C/ de la Indústria, 182, 08912 Badalona, Barcelona
📞933 87 42 30
El Bar Vélez Rubio es solo para personas entendidas. No esperes lujos ni avances del siglo XXI, está anclado en los 70.
Fuimos a probar los callos picantes. Son picantes de verdad. Pedro, el propietario, nos explica que usa Chile Habanero, Chile Africano y Guindilla Riojana.
Vinimos un sábado con Gutixoc y Simbad&74 de Foro Harley, pero casualmente estaba cerrado por ser fiestas navideñas, así que hoy vengo solo de exploración.
Lo primero que impacta es que al pedir los callos, todo el bar se revoluciona. De repente te indican donde está la farmacia más cercana.
Pedro ya avisa que son muy picantes y que solo son para entendidos.
Le explicamos que venimos recomendados por los callos. Sigue el rumor en el bar, alguien quiere morir.
Nos prepara una mesa ya que el bar es pequeño y está muy concurrido. La parroquia es fija, la mayoría y son jubilados con sus costumbres.
Seguimos con nuestro plan, aunque tiene platos de todo tipo, huevos con jamón, morcilla, carne en salsa, habas a la catalana y algún jamón de los buenos, otro día iremos a probarlo. Hoy queríamos centrarnos en los callos de cordero.Aunquenos sirvieron de previa un plato de buen lomo embuchado. Pedimos para beber vino de Gandesa con gaseosa.

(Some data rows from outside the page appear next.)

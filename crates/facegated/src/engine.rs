use facegate_core::{any_match, decode_rgb, Embedding, EncoderError, FaceEncoder, ImageError};
use thiserror::Error;
use tokio::sync::{mpsc, oneshot};

#[derive(Error, Debug)]
pub enum EngineError {
    #[error("image error: {0}")]
    Image(#[from] ImageError),
    #[error("encoder error: {0}")]
    Encoder(#[from] EncoderError),
    #[error("failed to spawn engine thread: {0}")]
    Spawn(std::io::Error),
    #[error("engine thread exited")]
    ChannelClosed,
}

/// Messages sent from HTTP handlers to the engine thread.
enum EngineRequest {
    Encode {
        image: Vec<u8>,
        reply: oneshot::Sender<Result<Vec<Embedding>, EngineError>>,
    },
    Match {
        image: Vec<u8>,
        target: Embedding,
        tolerance: f32,
        reply: oneshot::Sender<Result<bool, EngineError>>,
    },
}

/// Clone-safe handle to the engine thread.
#[derive(Clone)]
pub struct EngineHandle {
    tx: mpsc::Sender<EngineRequest>,
}

impl EngineHandle {
    /// Decode an upload and encode every face in it, in encoder order.
    pub async fn encode_faces(&self, image: Vec<u8>) -> Result<Vec<Embedding>, EngineError> {
        let (reply_tx, reply_rx) = oneshot::channel();
        self.tx
            .send(EngineRequest::Encode {
                image,
                reply: reply_tx,
            })
            .await
            .map_err(|_| EngineError::ChannelClosed)?;
        reply_rx.await.map_err(|_| EngineError::ChannelClosed)?
    }

    /// Decode an upload and report whether any face in it matches `target`.
    pub async fn match_target(
        &self,
        image: Vec<u8>,
        target: Embedding,
        tolerance: f32,
    ) -> Result<bool, EngineError> {
        let (reply_tx, reply_rx) = oneshot::channel();
        self.tx
            .send(EngineRequest::Match {
                image,
                target,
                tolerance,
                reply: reply_tx,
            })
            .await
            .map_err(|_| EngineError::ChannelClosed)?;
        reply_rx.await.map_err(|_| EngineError::ChannelClosed)?
    }
}

/// Spawn the engine on a dedicated OS thread.
///
/// The encoder is moved onto the thread and never shared; requests are
/// served one at a time in arrival order.
pub fn spawn_engine<E>(mut encoder: E) -> Result<EngineHandle, EngineError>
where
    E: FaceEncoder + Send + 'static,
{
    let (tx, mut rx) = mpsc::channel::<EngineRequest>(8);

    std::thread::Builder::new()
        .name("facegate-engine".into())
        .spawn(move || {
            tracing::info!("engine thread started");
            while let Some(req) = rx.blocking_recv() {
                match req {
                    EngineRequest::Encode { image, reply } => {
                        let _ = reply.send(run_encode(&mut encoder, &image));
                    }
                    EngineRequest::Match {
                        image,
                        target,
                        tolerance,
                        reply,
                    } => {
                        let _ = reply.send(run_match(&mut encoder, &image, &target, tolerance));
                    }
                }
            }
            tracing::info!("engine thread exiting");
        })
        .map_err(EngineError::Spawn)?;

    Ok(EngineHandle { tx })
}

fn run_encode<E: FaceEncoder>(
    encoder: &mut E,
    image: &[u8],
) -> Result<Vec<Embedding>, EngineError> {
    let rgb = decode_rgb(image)?;
    let embeddings = encoder.detect_and_encode(&rgb)?;
    tracing::debug!(faces = embeddings.len(), "encode: faces found");
    Ok(embeddings)
}

fn run_match<E: FaceEncoder>(
    encoder: &mut E,
    image: &[u8],
    target: &Embedding,
    tolerance: f32,
) -> Result<bool, EngineError> {
    let candidates = run_encode(encoder, image)?;
    let matched = any_match(&*encoder, target, &candidates, tolerance);
    tracing::debug!(faces = candidates.len(), matched, "match: compared against target");
    Ok(matched)
}

#[cfg(test)]
mod tests {
    use super::*;
    use crate::testing::{embedding_of, png, ScriptedEncoder, FAIL, NO_FACE, PERSON_A, PERSON_B};

    #[tokio::test]
    async fn test_encode_returns_faces_in_order() {
        let engine = spawn_engine(ScriptedEncoder::default()).unwrap();
        let faces = engine
            .encode_faces(png(&[PERSON_B, NO_FACE, PERSON_A]))
            .await
            .unwrap();
        assert_eq!(faces.len(), 2);
        assert_eq!(faces[0], embedding_of(PERSON_B));
    }

    #[tokio::test]
    async fn test_match_any_face() {
        let engine = spawn_engine(ScriptedEncoder::default()).unwrap();
        let target = embedding_of(PERSON_A);
        let group = png(&[PERSON_B, PERSON_A]);
        assert!(engine.match_target(group, target.clone(), 0.5).await.unwrap());

        let stranger = png(&[PERSON_B]);
        assert!(!engine.match_target(stranger, target, 0.5).await.unwrap());
    }

    #[tokio::test]
    async fn test_undecodable_image() {
        let engine = spawn_engine(ScriptedEncoder::default()).unwrap();
        let err = engine.encode_faces(b"garbage".to_vec()).await.unwrap_err();
        assert!(matches!(err, EngineError::Image(_)));
    }

    #[tokio::test]
    async fn test_encoder_failure_propagates() {
        let engine = spawn_engine(ScriptedEncoder::default()).unwrap();
        let err = engine.encode_faces(png(&[FAIL])).await.unwrap_err();
        assert!(matches!(err, EngineError::Encoder(_)));
    }
}
//! Uploaded image decoding.

use image::RgbImage;
use thiserror::Error;

#[derive(Error, Debug)]
pub enum ImageError {
    #[error("empty image upload")]
    Empty,
    #[error("undecodable image: {0}")]
    Decode(#[from] image::ImageError),
}

/// Decode raw upload bytes in any supported raster format into an RGB buffer.
///
/// Alpha is dropped, grayscale is expanded, and 16-bit data is narrowed, so
/// the result is always 8-bit RGB in the order the encoder expects.
pub fn decode_rgb(bytes: &[u8]) -> Result<RgbImage, ImageError> {
    if bytes.is_empty() {
        return Err(ImageError::Empty);
    }
    let image = image::load_from_memory(bytes)?;
    tracing::debug!(
        width = image.width(),
        height = image.height(),
        color = ?image.color(),
        "decoded upload"
    );
    Ok(image.to_rgb8())
}

#[cfg(test)]
mod tests {
    use super::*;
    use image::{DynamicImage, ImageFormat, Rgba, RgbaImage};
    use std::io::Cursor;

    #[test]
    fn test_decode_png_drops_alpha() {
        let src = RgbaImage::from_pixel(4, 3, Rgba([10, 20, 30, 40]));
        let mut buf = Cursor::new(Vec::new());
        DynamicImage::ImageRgba8(src)
            .write_to(&mut buf, ImageFormat::Png)
            .unwrap();

        let rgb = decode_rgb(buf.get_ref()).unwrap();
        assert_eq!(rgb.dimensions(), (4, 3));
        assert_eq!(rgb.get_pixel(0, 0).0, [10, 20, 30]);
    }

    #[test]
    fn test_decode_garbage_is_error() {
        assert!(matches!(decode_rgb(b"definitely not an image"), Err(ImageError::Decode(_))));
    }

    #[test]
    fn test_decode_empty_is_error() {
        assert!(matches!(decode_rgb(&[]), Err(ImageError::Empty)));
    }
}
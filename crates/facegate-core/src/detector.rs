//! SCRFD face detector via ONNX Runtime.
//!
//! Runs the 3-stride anchor-free SCRFD head on a letterboxed RGB image and
//! returns boxes with five-point landmarks after NMS.

use crate::types::BoundingBox;
use image::imageops::{self, FilterType};
use image::RgbImage;
use ndarray::Array4;
use ort::session::Session;
use ort::value::TensorRef;
use std::path::Path;
use thiserror::Error;

const SCRFD_INPUT_SIZE: u32 = 640;
const SCRFD_MEAN: f32 = 127.5;
const SCRFD_STD: f32 = 128.0;
const SCRFD_CONFIDENCE_THRESHOLD: f32 = 0.5;
const SCRFD_NMS_THRESHOLD: f32 = 0.4;
const SCRFD_STRIDES: [usize; 3] = [8, 16, 32];
const SCRFD_ANCHORS_PER_CELL: usize = 2;

#[derive(Error, Debug)]
pub enum DetectorError {
    #[error("model file not found: {0}; download from insightface and place in the model directory")]
    ModelNotFound(String),
    #[error("inference failed: {0}")]
    InferenceFailed(String),
    #[error("image has zero width or height")]
    EmptyImage,
    #[error("ort: {0}")]
    Ort(#[from] ort::Error),
}

/// Scale applied when the image was fitted into the square model input.
///
/// The resized image sits in the top-left corner, so mapping back is a
/// single division.
#[derive(Debug, Clone, Copy)]
struct Letterbox {
    scale: f32,
}

impl Letterbox {
    fn fit(width: u32, height: u32) -> Self {
        let side = SCRFD_INPUT_SIZE as f32;
        Self {
            scale: (side / width as f32).min(side / height as f32),
        }
    }

    fn unmap(&self, x: f32, y: f32) -> (f32, f32) {
        (x / self.scale, y / self.scale)
    }
}

/// Output tensor indices for one stride: (score_idx, bbox_idx, kps_idx).
type StrideOutputIndices = (usize, usize, usize);

/// SCRFD-based face detector.
pub struct FaceDetector {
    session: Session,
    /// Per-stride output indices for strides [8, 16, 32].
    stride_indices: [StrideOutputIndices; 3],
}

impl FaceDetector {
    /// Load the SCRFD ONNX model from the given path.
    pub fn load(model_path: &Path) -> Result<Self, DetectorError> {
        if !model_path.exists() {
            return Err(DetectorError::ModelNotFound(model_path.display().to_string()));
        }

        let session = Session::builder()?
            .with_intra_threads(2)?
            .commit_from_file(model_path)?;

        let output_names: Vec<String> = session
            .outputs()
            .iter()
            .map(|o| o.name().to_string())
            .collect();

        tracing::info!(
            path = %model_path.display(),
            outputs = ?output_names,
            "loaded SCRFD model"
        );

        if output_names.len() < 9 {
            return Err(DetectorError::InferenceFailed(format!(
                "SCRFD model requires 9 outputs (3 strides × score/bbox/kps), got {}",
                output_names.len()
            )));
        }

        let stride_indices = discover_output_indices(&output_names);
        tracing::debug!(?stride_indices, "SCRFD output tensor mapping");

        Ok(Self {
            session,
            stride_indices,
        })
    }

    /// Detect faces in an RGB image, sorted by descending confidence.
    pub fn detect(&mut self, image: &RgbImage) -> Result<Vec<BoundingBox>, DetectorError> {
        if image.width() == 0 || image.height() == 0 {
            return Err(DetectorError::EmptyImage);
        }

        let letterbox = Letterbox::fit(image.width(), image.height());
        let input = preprocess(image, &letterbox);

        let outputs = self
            .session
            .run(ort::inputs![TensorRef::from_array_view(input.view())?])?;

        let mut candidates = Vec::new();
        for (pos, &stride) in SCRFD_STRIDES.iter().enumerate() {
            let (score_idx, bbox_idx, kps_idx) = self.stride_indices[pos];
            let extract = |idx: usize, what: &str| {
                outputs[idx]
                    .try_extract_tensor::<f32>()
                    .map(|(_, data)| data)
                    .map_err(|e| {
                        DetectorError::InferenceFailed(format!("{what} stride {stride}: {e}"))
                    })
            };

            let head = StrideHead {
                stride,
                scores: extract(score_idx, "scores")?,
                bboxes: extract(bbox_idx, "bboxes")?,
                kps: extract(kps_idx, "kps")?,
            };
            candidates.extend(head.decode(&letterbox, SCRFD_CONFIDENCE_THRESHOLD));
        }

        let faces = nms(candidates, SCRFD_NMS_THRESHOLD);
        tracing::debug!(count = faces.len(), "SCRFD detections after NMS");
        Ok(faces)
    }
}

/// Resize into the top-left corner of a black 640×640 canvas and normalize
/// into an NCHW tensor with RGB channel order.
fn preprocess(image: &RgbImage, letterbox: &Letterbox) -> Array4<f32> {
    let new_w =
        ((image.width() as f32 * letterbox.scale).round() as u32).clamp(1, SCRFD_INPUT_SIZE);
    let new_h =
        ((image.height() as f32 * letterbox.scale).round() as u32).clamp(1, SCRFD_INPUT_SIZE);
    let resized = imageops::resize(image, new_w, new_h, FilterType::Triangle);

    let side = SCRFD_INPUT_SIZE as usize;
    let pad = (0.0 - SCRFD_MEAN) / SCRFD_STD;
    let mut tensor = Array4::<f32>::from_elem((1, 3, side, side), pad);

    for (x, y, pixel) in resized.enumerate_pixels() {
        for c in 0..3 {
            tensor[[0, c, y as usize, x as usize]] = (pixel.0[c] as f32 - SCRFD_MEAN) / SCRFD_STD;
        }
    }

    tensor
}

/// Locate score/bbox/kps outputs for each stride.
///
/// SCRFD exports either name their tensors `score_8`, `bbox_16`, `kps_32`, ... or use
/// opaque numeric names, in which case the standard positional layout
/// `[scores 8/16/32, bboxes 8/16/32, kps 8/16/32]` is assumed.
fn discover_output_indices(names: &[String]) -> [StrideOutputIndices; 3] {
    let find = |prefix: &str, stride: usize| {
        let target = format!("{prefix}_{stride}");
        names.iter().position(|n| *n == target)
    };

    let by_name: Option<Vec<StrideOutputIndices>> = SCRFD_STRIDES
        .iter()
        .map(|&s| Some((find("score", s)?, find("bbox", s)?, find("kps", s)?)))
        .collect();

    match by_name {
        Some(found) => {
            tracing::debug!("SCRFD: using name-based output tensor mapping");
            [found[0], found[1], found[2]]
        }
        None => {
            tracing::debug!(?names, "SCRFD: output names not recognized, using positional mapping");
            [(0, 3, 6), (1, 4, 7), (2, 5, 8)]
        }
    }
}

/// Raw head outputs for one stride level.
struct StrideHead<'a> {
    stride: usize,
    scores: &'a [f32],
    bboxes: &'a [f32],
    kps: &'a [f32],
}

impl StrideHead<'_> {
    fn decode(&self, letterbox: &Letterbox, threshold: f32) -> Vec<BoundingBox> {
        let grid = SCRFD_INPUT_SIZE as usize / self.stride;
        let anchors = grid * grid * SCRFD_ANCHORS_PER_CELL;
        let step = self.stride as f32;

        let mut faces = Vec::new();
        for idx in 0..anchors {
            let score = self.scores.get(idx).copied().unwrap_or(0.0);
            if score <= threshold {
                continue;
            }
            let Some(dist) = self.bboxes.get(idx * 4..idx * 4 + 4) else {
                continue;
            };

            let cell = idx / SCRFD_ANCHORS_PER_CELL;
            let cx = (cell % grid) as f32 * step;
            let cy = (cell / grid) as f32 * step;

            let (x1, y1) = letterbox.unmap(cx - dist[0] * step, cy - dist[1] * step);
            let (x2, y2) = letterbox.unmap(cx + dist[2] * step, cy + dist[3] * step);

            let landmarks = self.kps.get(idx * 10..idx * 10 + 10).map(|k| {
                std::array::from_fn(|i| {
                    letterbox.unmap(cx + k[i * 2] * step, cy + k[i * 2 + 1] * step)
                })
            });

            faces.push(BoundingBox {
                x: x1,
                y: y1,
                width: x2 - x1,
                height: y2 - y1,
                confidence: score,
                landmarks,
            });
        }
        faces
    }
}

/// Greedy non-maximum suppression; output is sorted by descending confidence.
fn nms(mut detections: Vec<BoundingBox>, iou_threshold: f32) -> Vec<BoundingBox> {
    detections.sort_by(|a, b| b.confidence.total_cmp(&a.confidence));

    let mut keep: Vec<BoundingBox> = Vec::with_capacity(detections.len());
    for det in detections {
        if keep.iter().all(|k| k.iou(&det) <= iou_threshold) {
            keep.push(det);
        }
    }
    keep
}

Los callos son de tamaño adecuado, bien cocidos, finos y con mucho sabor. El picante empieza suave y va subiendo. No es pesado y no te hace llorar. Conforme vamos comiendo nos damos cuenta que la gaseosa no la vamos a tocar, entre el buen vino y el picante, sería un despropósito. De repente las terminaciones nerviosas se van desensibilizando y entramos en trance. La capsaicina está haciendo estragos en los neurotransmisores.

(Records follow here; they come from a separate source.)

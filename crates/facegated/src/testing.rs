//! Scripted encoder for tests: every pixel in row 0 is one "face".

use facegate_core::{Embedding, EncoderError, FaceEncoder};
use image::{DynamicImage, ImageFormat, Rgb, RgbImage};
use std::io::Cursor;
use std::sync::atomic::{AtomicUsize, Ordering};
use std::sync::Arc;

/// A pixel that contributes no face.
pub const NO_FACE: Rgb<u8> = Rgb([0, 0, 0]);
/// A pixel that makes the encoder fail.
pub const FAIL: Rgb<u8> = Rgb([1, 1, 1]);
pub const PERSON_A: Rgb<u8> = Rgb([255, 0, 0]);
/// Same person as A under different lighting; within 0.5 of A.
pub const PERSON_A_ALT: Rgb<u8> = Rgb([240, 20, 0]);
pub const PERSON_B: Rgb<u8> = Rgb([0, 0, 255]);

pub fn embedding_of(pixel: Rgb<u8>) -> Embedding {
    Embedding::new(pixel.0.iter().map(|&c| c as f32 / 255.0).collect())
}

/// Encode a one-row PNG with one pixel per entry.
pub fn png(faces: &[Rgb<u8>]) -> Vec<u8> {
    let mut image = RgbImage::new(faces.len() as u32, 1);
    for (x, &p) in faces.iter().enumerate() {
        image.put_pixel(x as u32, 0, p);
    }
    let mut buf = Cursor::new(Vec::new());
    DynamicImage::ImageRgb8(image)
        .write_to(&mut buf, ImageFormat::Png)
        .expect("encode test png");
    buf.into_inner()
}

#[derive(Clone, Default)]
pub struct ScriptedEncoder {
    pub calls: Arc<AtomicUsize>,
}

impl FaceEncoder for ScriptedEncoder {
    fn detect_and_encode(&mut self, image: &RgbImage) -> Result<Vec<Embedding>, EncoderError> {
        self.calls.fetch_add(1, Ordering::SeqCst);
        let mut faces = Vec::new();
        for x in 0..image.width() {
            let pixel = *image.get_pixel(x, 0);
            if pixel == FAIL {
                return Err(EncoderError::Other("scripted failure".into()));
            }
            if pixel != NO_FACE {
                faces.push(embedding_of(pixel));
            }
        }
        Ok(faces)
    }
}
//! Single-target persistence.
//!
//! The store holds exactly one embedding in one file. Every save replaces the
//! whole file; nothing else is recorded alongside the vector.

use crate::types::Embedding;
use std::fs;
use std::io::Write;
use std::path::{Path, PathBuf};
use thiserror::Error;

/// Default store location, relative to the working directory.
pub const DEFAULT_STORE_PATH: &str = "target_face.json";

#[derive(Error, Debug)]
pub enum StoreError {
    #[error("io error on {path}: {source}")]
    Io {
        path: PathBuf,
        #[source]
        source: std::io::Error,
    },
    #[error("corrupt target record in {path}: {source}")]
    Corrupt {
        path: PathBuf,
        #[source]
        source: serde_json::Error,
    },
    #[error("serialize target: {0}")]
    Serialize(#[from] serde_json::Error),
    #[error("stored target is empty")]
    EmptyVector,
}

#[derive(Debug, Clone)]
pub struct TargetStore {
    path: PathBuf,
}

impl TargetStore {
    pub fn new(path: impl Into<PathBuf>) -> Self {
        Self { path: path.into() }
    }

    pub fn path(&self) -> &Path {
        &self.path
    }

    /// Read the stored target. A missing file is `Ok(None)`.
    pub fn try_load(&self) -> Result<Option<Embedding>, StoreError> {
        let raw = match fs::read(&self.path) {
            Ok(raw) => raw,
            Err(e) if e.kind() == std::io::ErrorKind::NotFound => return Ok(None),
            Err(source) => {
                return Err(StoreError::Io {
                    path: self.path.clone(),
                    source,
                })
            }
        };

        let embedding: Embedding =
            serde_json::from_slice(&raw).map_err(|source| StoreError::Corrupt {
                path: self.path.clone(),
                source,
            })?;

        if embedding.values.is_empty() {
            return Err(StoreError::EmptyVector);
        }
        Ok(Some(embedding))
    }

    /// Read the stored target, treating any failure as "no target".
    pub fn load(&self) -> Option<Embedding> {
        match self.try_load() {
            Ok(Some(embedding)) => {
                tracing::info!(
                    path = %self.path.display(),
                    dim = embedding.dim(),
                    "loaded stored target"
                );
                Some(embedding)
            }
            Ok(None) => {
                tracing::info!(path = %self.path.display(), "no stored target");
                None
            }
            Err(e) => {
                tracing::warn!(error = %e, "stored target unreadable; starting without a target");
                None
            }
        }
    }

    /// Replace the stored target.
    ///
    /// Writes a sibling temp file, syncs it, then renames it over the store
    /// path so readers see either the old or the new vector in full.
    pub fn save(&self, embedding: &Embedding) -> Result<(), StoreError> {
        let io_err = |path: &Path| {
            let path = path.to_path_buf();
            move |source: std::io::Error| StoreError::Io { path, source }
        };

        if let Some(parent) = self.path.parent().filter(|p| !p.as_os_str().is_empty()) {
            fs::create_dir_all(parent).map_err(io_err(parent))?;
        }

        let data = serde_json::to_vec(embedding)?;

        let tmp = self.temp_path();
        {
            let mut file = fs::File::create(&tmp).map_err(io_err(&tmp))?;
            file.write_all(&data).map_err(io_err(&tmp))?;
            file.sync_all().map_err(io_err(&tmp))?;
        }
        fs::rename(&tmp, &self.path).map_err(io_err(&self.path))?;

        tracing::debug!(path = %self.path.display(), bytes = data.len(), "target saved");
        Ok(())
    }

    fn temp_path(&self) -> PathBuf {
        let mut name = self
            .path
            .file_name()
            .map(|n| n.to_os_string())
            .unwrap_or_else(|| "target".into());
        name.push(".tmp");
        self.path.with_file_name(name)
    }
}

#[cfg(test)]
mod tests {
    use super::*;

    fn scratch_store() -> (PathBuf, TargetStore) {
        let dir = std::env::temp_dir().join(format!("facegate-store-{}", uuid::Uuid::new_v4()));
        let store = TargetStore::new(dir.join("target_face.json"));
        (dir, store)
    }

    #[test]
    fn test_missing_file_is_unset() {
        let (_dir, store) = scratch_store();
        assert!(store.try_load().unwrap().is_none());
        assert!(store.load().is_none());
    }

    #[test]
    fn test_save_then_load() {
        let (dir, store) = scratch_store();
        let e = Embedding::new(vec![0.1, 0.2, 0.3]);
        store.save(&e).unwrap();
        assert_eq!(store.load(), Some(e));
        fs::remove_dir_all(dir).ok();
    }

    #[test]
    fn test_save_overwrites_previous() {
        let (dir, store) = scratch_store();
        store.save(&Embedding::new(vec![1.0, 0.0])).unwrap();
        store.save(&Embedding::new(vec![0.0, 1.0])).unwrap();
        assert_eq!(store.load(), Some(Embedding::new(vec![0.0, 1.0])));
        fs::remove_dir_all(dir).ok();
    }

    #[test]
    fn test_save_leaves_no_temp_file() {
        let (dir, store) = scratch_store();
        store.save(&Embedding::new(vec![1.0])).unwrap();
        assert!(!store.temp_path().exists());
        let entries = fs::read_dir(&dir).unwrap().count();
        assert_eq!(entries, 1);
        fs::remove_dir_all(dir).ok();
    }

    #[test]
    fn test_corrupt_file_is_unset() {
        let (dir, store) = scratch_store();
        fs::create_dir_all(&dir).unwrap();
        fs::write(store.path(), b"{not json").unwrap();
        assert!(matches!(store.try_load(), Err(StoreError::Corrupt { .. })));
        assert!(store.load().is_none());
        fs::remove_dir_all(dir).ok();
    }

    #[test]
    fn test_empty_vector_is_rejected() {
        let (dir, store) = scratch_store();
        fs::create_dir_all(&dir).unwrap();
        fs::write(store.path(), b"[]").unwrap();
        assert!(matches!(store.try_load(), Err(StoreError::EmptyVector)));
        fs::remove_dir_all(dir).ok();
    }

    #[test]
    fn test_temp_path_is_sibling() {
        let store = TargetStore::new("data/target_face.json");
        assert_eq!(store.temp_path(), PathBuf::from("data/target_face.json.tmp"));
    }
}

La conversación es amena, todo el bar está pendiente del tío que se quiere suicidar a callos picantes.
Conseguimos acabar los callos pero sin rebañar el plato. No queremos tentar a la suerte.
Poco a poco el bar se va vaciando, ya no hay espectáculo. No quedan callos y nadie ha llamado al 112.
Le pregunto a Pedro para reservar y venir con unos amigos un sábado, voy a traer a Toxic, Toxtli de HD Barcelona Group y a los demás Callos Hunters, Amador seguro que lo aprecia y puntúa bien. A Toxic le dejaremos el momento de sacar la cartera que sabemos que le gusta.
Me pasa el contacto de WhatsApp para organizarlo bien ya que tiene sus parroquianos fijos.
Para rematar el almuerzo, un café y un chupito de orujo. Todo 7€.
A este bar no se le puede calificar en motos, hay que calificarlo en habaneros y solo puedo decir que es para entendidos.
Hay que ir y probar. El mejor día es el lunes, por afluencia, los sábados estará lleno pero a partir de las 9.30h se despeja un poco.
Lo recomendable es pedir unos callos para compartir y cada uno un plato de su preferencia. Así nadie muere y todos sufren un poco.
Sin problema para aparcar la motocicleta. Tiene varios aparcamientos de moto cerca y delante hay una plaza con sitio de sobras.
No esperes lujos ni comodidades, es un regreso al pasado en toda regla. Los domingos cierra por descanso.
Si no te gusta el picante, no pidas callos!!!
Es como el reto de los Surströmings, atrévete!!!
También repetimos pero esta vez fuimos con Pablo y estuvo de lujo. Al igual que los callos. Gracias Pablo!